**Task objective**
The answer must consist of every line below that contains the word "description".
(Supplied data Opens)
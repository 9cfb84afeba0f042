//! Subcommand handlers

use std::process::ExitCode;

use anyhow::Context;
use iam_role_keeper::{validate_role_name, PolicyInput, RoleSpec};

use crate::{load_service, AwsArgs, DestroyArgs, EnsureArgs, EXIT_REFUSED};

/// Turn the ensure arguments into a role spec without touching AWS
fn spec_from_args(args: EnsureArgs) -> anyhow::Result<RoleSpec> {
    if let Some(path) = args.spec {
        let json = std::fs::read_to_string(&path)
            .with_context(|| format!("Failed to read role spec {}", path.display()))?;
        return RoleSpec::from_json_str(&json)
            .with_context(|| format!("Failed to load role spec {}", path.display()));
    }

    let name = args
        .name
        .context("--name is required when --spec is not given")?;
    let mut spec = RoleSpec::new(name)
        .service(args.service)
        .policies(args.policies.into_iter().collect::<PolicyInput>())
        .instance_profile(args.instance_profile);
    if let Some(description) = args.description {
        spec = spec.description(description);
    }
    Ok(spec)
}

pub(crate) async fn ensure(aws: &AwsArgs, args: EnsureArgs) -> anyhow::Result<ExitCode> {
    let spec = spec_from_args(args)?;
    validate_role_name(&spec.name)?;

    let service = load_service(aws).await;
    let role = service
        .ensure_role(&spec)
        .await
        .with_context(|| format!("Failed to ensure role {}", spec.name))?;

    if role.pre_existing() {
        eprintln!(
            "Adopted existing role {}; requested configuration was not applied",
            role.name()
        );
    } else {
        eprintln!("Created role {}", role.name());
    }
    println!("{}", serde_json::to_string_pretty(&role)?);
    Ok(ExitCode::SUCCESS)
}

pub(crate) async fn probe(aws: &AwsArgs, name: &str) -> anyhow::Result<ExitCode> {
    validate_role_name(name)?;

    let service = load_service(aws).await;
    let snapshot = service
        .probe(name)
        .await
        .with_context(|| format!("Failed to probe role {name}"))?;
    println!("{}", serde_json::to_string_pretty(&snapshot)?);
    Ok(ExitCode::SUCCESS)
}

pub(crate) async fn instance_profile(aws: &AwsArgs, name: &str) -> anyhow::Result<ExitCode> {
    validate_role_name(name)?;

    let service = load_service(aws).await;
    let Some(role) = service.adopt(name).await? else {
        eprintln!("Role {name} does not exist");
        return Ok(ExitCode::FAILURE);
    };
    if let Some(arn) = service.instance_profile_arn(&role).await? {
        println!("{arn}");
    }
    Ok(ExitCode::SUCCESS)
}

pub(crate) async fn destroy(aws: &AwsArgs, args: DestroyArgs) -> anyhow::Result<ExitCode> {
    validate_role_name(&args.name)?;

    if !args.yes && !atty::is(atty::Stream::Stdin) {
        eprintln!(
            "Refusing to destroy role {} without confirmation: pass --yes or run interactively in a TTY",
            args.name
        );
        return Ok(ExitCode::from(EXIT_REFUSED));
    }
    if !args.yes && !confirm(&format!("Destroy IAM role {}?", args.name))? {
        eprintln!("Aborted");
        return Ok(ExitCode::from(EXIT_REFUSED));
    }

    let service = load_service(aws).await;
    let Some(role) = service.adopt(&args.name).await? else {
        eprintln!("Role {} does not exist, nothing to destroy", args.name);
        return Ok(ExitCode::SUCCESS);
    };

    // Adopted roles never know about their instance profile; ask IAM directly
    let bound_profile = service.instance_profile_arn(&role).await?;
    let role = match profile_step(bound_profile.as_deref(), args.with_instance_profile) {
        ProfileStep::Refuse(arn) => {
            log::warn!("Role {} is bound to instance profile {}", role.name(), arn);
            eprintln!(
                "Role {} is bound to instance profile {arn}; rerun with --with-instance-profile to delete it too",
                role.name()
            );
            return Ok(ExitCode::from(EXIT_REFUSED));
        }
        ProfileStep::NothingBound => {
            eprintln!(
                "Role {} has no instance profile bound; deleting the role only",
                role.name()
            );
            role.with_instance_profile(false)
        }
        ProfileStep::Delete => role.with_instance_profile(true),
        ProfileStep::Skip => role.with_instance_profile(false),
    };

    service
        .destroy(&role)
        .await
        .with_context(|| format!("Failed to destroy role {}", role.name()))?;
    eprintln!("Deleted role {}", role.name());
    Ok(ExitCode::SUCCESS)
}

/// What destroy does about the instance profile IAM reports for the role
#[derive(Debug, PartialEq, Eq)]
enum ProfileStep<'a> {
    /// A profile is bound and the user did not ask to delete it
    Refuse(&'a str),
    /// The user asked for profile deletion but nothing is bound
    NothingBound,
    Delete,
    Skip,
}

fn profile_step(bound_profile: Option<&str>, with_instance_profile: bool) -> ProfileStep<'_> {
    match (bound_profile, with_instance_profile) {
        (Some(arn), false) => ProfileStep::Refuse(arn),
        (Some(_), true) => ProfileStep::Delete,
        (None, true) => ProfileStep::NothingBound,
        (None, false) => ProfileStep::Skip,
    }
}

fn confirm(prompt: &str) -> anyhow::Result<bool> {
    use std::io::Write;

    eprint!("{prompt} [y/N] ");
    std::io::stderr().flush()?;
    let mut answer = String::new();
    std::io::stdin().read_line(&mut answer)?;
    Ok(matches!(answer.trim(), "y" | "Y" | "yes"))
}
(Supplied data Closes)
**Answer section**
    if let Some(description) = args.description {
        spec = spec.description(description);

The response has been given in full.